# Commute to Abu Dhabi from Dubai



## travel5 (Dec 22, 2012)

My husband is considering a job in Abu Dhabi, but I am thinking that I would rather live in Dubai. How long would it take for him to drive? We have three school age kids. Where do you think is a better place to live for a family? Thanks for any info.


----------



## IzzyBella (Mar 11, 2013)

http://www.expatforum.com/expats/du...bai/427657-moving-dubai-baby.html#post3932945


----------



## travel5 (Dec 22, 2012)

Thanks for the info. A commute of 1.5 to 2 hours would be too much. I was hoping it was more like 45 minutes to an hour. It seems like even if he went to work really early, it wouldn't cut down the time enough.


----------



## Tropicana (Apr 29, 2010)

Depends on where he works in Abu Dhabi and where you live in Dubai. In not so heavy traffic it can be anything from 45 to 90 minutes. If traffis is heavy and there is an accident, add 15-30 minutes

IMO unless he works outside the island/near the airport, it will not be worth it.

For e.g. it is ~45-50 minutes from JLT to Abu Dhabi airport, but traffic is bad on the way back between 330 and 6pm, and particularly so on Thursdays.


----------



## RandomDude (Mar 7, 2014)

Stop. Please stop.
It is hell, I'm a raod warrior, and about to loose my brain and body.

It is insane, very tiring and dangerous. No one should endure this.

No wonder bus drivers crash into lorries and kill 13 people alnog


----------



## Mitchellsmom (Feb 3, 2012)

Abu Dhabi is lovely. Your family life will be much better. Unless your really into night clubs….go to Abu Dhabi. I live in Dubai with a 16 year old child. I would move to Abu Dhabi in a heartbeat. We are past the nightclub stage of life. We love the beach- and Abu Dhabi has that!


----------



## Jumeirah Jim (Jan 24, 2011)

What Tropicana said about the commute. I did it for 6 months into central AD from Jumeira and it was truly horrible. Much worse in the evenings when all the traffic funnels into Jebel Ali's already heavy traffic heading Dubai bound and you are tired after a day at work. Bank on 2 hours minimum to get home on Thursday nights. There are accidents most days so it is dangerous as a long-term proposition. 

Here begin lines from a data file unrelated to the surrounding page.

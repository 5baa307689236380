use std::path::Path;
use std::process::Command;

/// `git describe` of the workspace, or `unknown` outside a checkout.
fn describe(root: &Path) -> String {
    Command::new("git")
        .arg("-C")
        .arg(root)
        .args(["describe", "--always", "--dirty", "--abbrev=8"])
        .output()
        .ok()
        .filter(|o| o.status.success())
        .map(|o| String::from_utf8_lossy(&o.stdout).trim().to_string())
        .filter(|s| !s.is_empty())
        .unwrap_or_else(|| "unknown".to_string())
}

fn main() {
    let manifest_dir = std::env::var("CARGO_MANIFEST_DIR").unwrap_or_else(|_| ".".to_string());
    let root = Path::new(&manifest_dir).join("..");

    println!("cargo:rustc-env=TALLY_BUILD_SHA={}", describe(&root));
    println!("cargo:rerun-if-changed=../.git/HEAD");
    println!("cargo:rerun-if-changed=../.git/index");
}
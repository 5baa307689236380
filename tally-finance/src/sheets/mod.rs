//! Spreadsheet transports.
//!
//! A store hands out every row of one worksheet (index 0 is sheet row 1) and
//! writes a single row back by its 1-based row number.

use std::future::Future;

use anyhow::Result;
use tally_core::Row;

pub mod csv_sheet;
pub mod google;

pub use csv_sheet::CsvSheet;
pub use google::{GoogleCredentials, GoogleSheet, SpreadsheetTarget};

pub trait SheetStore {
    fn read_rows(&mut self) -> impl Future<Output = Result<Vec<Row>>> + Send;

    fn write_row(&mut self, row_number: u32, row: &Row) -> impl Future<Output = Result<()>> + Send;
}
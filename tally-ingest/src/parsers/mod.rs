//! Lender-specific statement parsers.

pub mod lending_club;
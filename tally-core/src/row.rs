//! Spreadsheet rows as sparse column maps.

use std::collections::BTreeMap;
use std::fmt;

use serde::{Deserialize, Serialize};

use crate::cell_ref::letter_to_number;
use crate::error::Result;

/// A raw cell value as the sheet hands it over.
#[derive(Debug, Clone, PartialEq, Serialize, Deserialize)]
#[serde(untagged)]
pub enum CellValue {
    Number(f64),
    Text(String),
}

impl CellValue {
    pub fn as_text(&self) -> Option<&str> {
        match self {
            CellValue::Text(s) => Some(s),
            CellValue::Number(_) => None,
        }
    }

    pub fn is_empty(&self) -> bool {
        matches!(self, CellValue::Text(s) if s.is_empty())
    }
}

impl fmt::Display for CellValue {
    fn fmt(&self, f: &mut fmt::Formatter<'_>) -> fmt::Result {
        match self {
            CellValue::Number(n) => write!(f, "{n}"),
            CellValue::Text(s) => f.write_str(s),
        }
    }
}

impl From<&str> for CellValue {
    fn from(s: &str) -> Self {
        CellValue::Text(s.to_string())
    }
}

impl From<String> for CellValue {
    fn from(s: String) -> Self {
        CellValue::Text(s)
    }
}

impl From<f64> for CellValue {
    fn from(n: f64) -> Self {
        CellValue::Number(n)
    }
}

/// One spreadsheet row keyed by 1-based column number.
#[derive(Debug, Clone, Default, PartialEq, Serialize, Deserialize)]
#[serde(transparent)]
pub struct Row(BTreeMap<u32, CellValue>);

impl Row {
    pub fn new() -> Self {
        Self::default()
    }

    pub fn insert(&mut self, col: u32, value: impl Into<CellValue>) -> Option<CellValue> {
        self.0.insert(col, value.into())
    }

    /// Insert by column letters (`"c"` is column 3).
    pub fn insert_lettered(&mut self, letters: &str, value: impl Into<CellValue>) -> Result<()> {
        let col = letter_to_number(letters)?;
        self.0.insert(col, value.into());
        Ok(())
    }

    pub fn get(&self, col: u32) -> Option<&CellValue> {
        self.0.get(&col)
    }

    pub fn iter(&self) -> impl Iterator<Item = (u32, &CellValue)> + '_ {
        self.0.iter().map(|(&col, value)| (col, value))
    }

    pub fn len(&self) -> usize {
        self.0.len()
    }

    pub fn is_empty(&self) -> bool {
        self.0.is_empty()
    }

    /// Highest populated column, if any.
    pub fn last_column(&self) -> Option<u32> {
        self.0.keys().next_back().copied()
    }

    /// Dense values for columns `1..=last_column`; gaps are `None`.
    pub fn to_dense(&self) -> Vec<Option<&CellValue>> {
        let width = self.last_column().unwrap_or(0);
        (1..=width).map(|col| self.0.get(&col)).collect()
    }
}

impl<V: Into<CellValue>> FromIterator<(u32, V)> for Row {
    fn from_iter<I: IntoIterator<Item = (u32, V)>>(iter: I) -> Self {
        Row(iter.into_iter().map(|(col, v)| (col, v.into())).collect())
    }
}

impl IntoIterator for Row {
    type Item = (u32, CellValue);
    type IntoIter = std::collections::btree_map::IntoIter<u32, CellValue>;

    fn into_iter(self) -> Self::IntoIter {
        self.0.into_iter()
    }
}

#[cfg(test)]
mod tests {
    use super::*;

    #[test]
    fn test_row_from_json_mixes_strings_and_numbers() {
        let row: Row = serde_json::from_str(r#"{"1": "1/1/2015", "3": 500, "6": "=B30"}"#).unwrap();
        assert_eq!(row.get(1), Some(&CellValue::from("1/1/2015")));
        assert_eq!(row.get(3), Some(&CellValue::Number(500.0)));
        assert_eq!(row.last_column(), Some(6));
        assert!(row.get(2).is_none());
    }

    #[test]
    fn test_insert_lettered() {
        let mut row = Row::new();
        row.insert_lettered("C", "500").unwrap();
        row.insert_lettered("aa", 1.0).unwrap();
        assert_eq!(row.get(3), Some(&CellValue::from("500")));
        assert_eq!(row.get(27), Some(&CellValue::Number(1.0)));
        assert!(row.insert_lettered("3", "x").is_err());
    }

    #[test]
    fn test_to_dense_fills_gaps() {
        let row: Row = [(1, "a"), (3, "c")].into_iter().collect();
        let dense = row.to_dense();
        assert_eq!(dense.len(), 3);
        assert!(dense[1].is_none());
        assert_eq!(dense[2], Some(&CellValue::from("c")));
    }
}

For a young family AD is perfect. Much more laid back than Dubai. Getting into good schools is equally challenging in both cities so not a deciding factor. If you want Dubai at the weekend it is a very easy drive when the roads are quiet.


----------



## travel5 (Dec 22, 2012)

Thanks for the advice. Guess I will focus on schools and housing in Abu Dhabi.


----------



## Laowei (Nov 29, 2009)

travel5 said:


> Thanks for the advice. Guess I will focus on schools and housing in Abu Dhabi.


What Jim said. Ive been doing Dubai - AD for the last 6 weeks every day, sometime twice in a day and the drive back sucks the life blood out of you. I can do Dubai to Mussafah in around an hour and 15mins if i leave after 9am at return before 3pm. Yesterday was the first day i didnt need to go to AD and my wife actually noticed a lightening of my usual grumpy mood. 

My project finishes this Friday and the thought of only a once a week visit to AD after that is the only thing keeping me sane.


----------



## Fat Bhoy Tim (Feb 28, 2013)

And Abu Dhabi is less chavvy ... bonus!


----------



## didi777 (Apr 29, 2014)

Hi there,

We are soon to move from the UK to Dubai but my husband will be working in Abu Dhabi every day- so will drive there.
These posts are very helpful and now I'm very worried that this will not be good for him or for us as a small family. I don't want him unhappy and very tired all the time from doing all this driving.
We are considering the Greens or JLT to live…and I'm understanding from all this that the drive would always be 1.5 hours- if between 3:30-6pm it takes 2 hours or a bit less- then I'm not sure if this would be worth it at all for a better lifestyle we are seeking?

??


----------



## rsinner (Feb 3, 2009)

Depending on where he needs to work in AD, from Greens it took me about 1 hr 15 minutes (with a very short stop in between) to get to AD downtown at rush hour without any accident/fog/rain etc related delays. Getting out of Greens in the direction of AD used to take time a year back during rush hour - not sure if it is still the same.

The only way to maintain sanity doing the AD commute is to car pool or by getting a driver. Car pool only works if the working hours are fixed. If its a high pressure job and/or has unpredictable working hours, living closer to work is a much better option.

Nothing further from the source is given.